My task is to calculate RAM Read/Write speed. I using asm inserts to avoid compiler optimizations. To measure time I use TSC and CPU frequency. To move data I use asm instruction MOVNTDQ which doesn't use cache hierarchy.
Problem is in results. Data rate (by datasheet) is 800 Mbps, and I got by my test > 2000 Mbps write speed.

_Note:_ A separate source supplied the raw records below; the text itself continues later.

/// Internal task storage with result state and metadata
#[derive(Debug)]
struct StoredTask {
    /// Protocol task
    task: Task,
    /// Result state
    result: TaskResultState,
    /// Related messages for input_required state (reserved for future use)
    _related_messages: Vec<RelatedTaskMetadata>,
    /// Auth context binding for security
    auth_context: Option<String>,
    /// Notification channel for blocking result retrieval
    notify: Arc<watch::Sender<TaskResultState>>,
}

/// Task result state (publicly exposed through get_task_result)
#[derive(Debug, Clone)]
pub enum TaskResultState {
    /// Task is pending (working or input_required)
    Pending,
    /// Task completed successfully
    Completed(serde_json::Value),
    /// Task failed with error
    Failed(String),
    /// Task was cancelled
    Cancelled,
}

void memory_notCache_write_128(void* src, long blocks_amount)
{
_asm
{
mov ecx, blocks_amount
mov esi, src
a20:
movntdq [esi], xmm0
movntdq [esi + 16], xmm1
movntdq [esi + 32], xmm2
movntdq [esi + 48], xmm3
movntdq [esi + 64], xmm4
movntdq [esi + 80], xmm5
movntdq [esi + 96], xmm6
movntdq [esi + 112], xmm7
add esi, 128
loop a20;
}
}
int main()
{
unsigned __int64 tick1, tick2;
const long nBytes = 32*KByte;
char* source = (char*)_mm_malloc(nBytes*sizeof(char),16);
tick1 = getTicks();
memory_notCache_write_128(source, current_times.t128);
tick2 = getTicks();
double time = (double)(tick2-tick1)/(ProcSpeedCalc());
cout << "Time WRITE_128[seconds]:" << time << endl;
cout << (double) nBytes / time / MByte << endl;
return 0;
}
Datasheet of RAM, that I used - http://www.alldatasheet.com/datasheet-pdf/pdf/308537/ELPIDA/EBE11UE6ACUA-8G-E.html
Source code (was written for Win patform): https://bitbucket.org/closed_eyes/ram_speed_for_win/downloads/memory_test.cpp
You shouldn't use non-temporal operations for this sort of code. The real way to build a memory performance tester is to use the access pattern to make sure that you never hit in the cache. Generally, this is done by looping over a very large chunk of memory that is bigger than the last level of cache in your system where your stride is the same as the cache line size. If you do this, you'll ensure that every access will be a cache miss in all levels. Don't forget though that when you read just one byte from memory, the processor will fetch a whole cache line, so if you do a 64-bit load, on a machine with a 64-byte cache line (very common), you should be counting 64-bytes as being read from memory.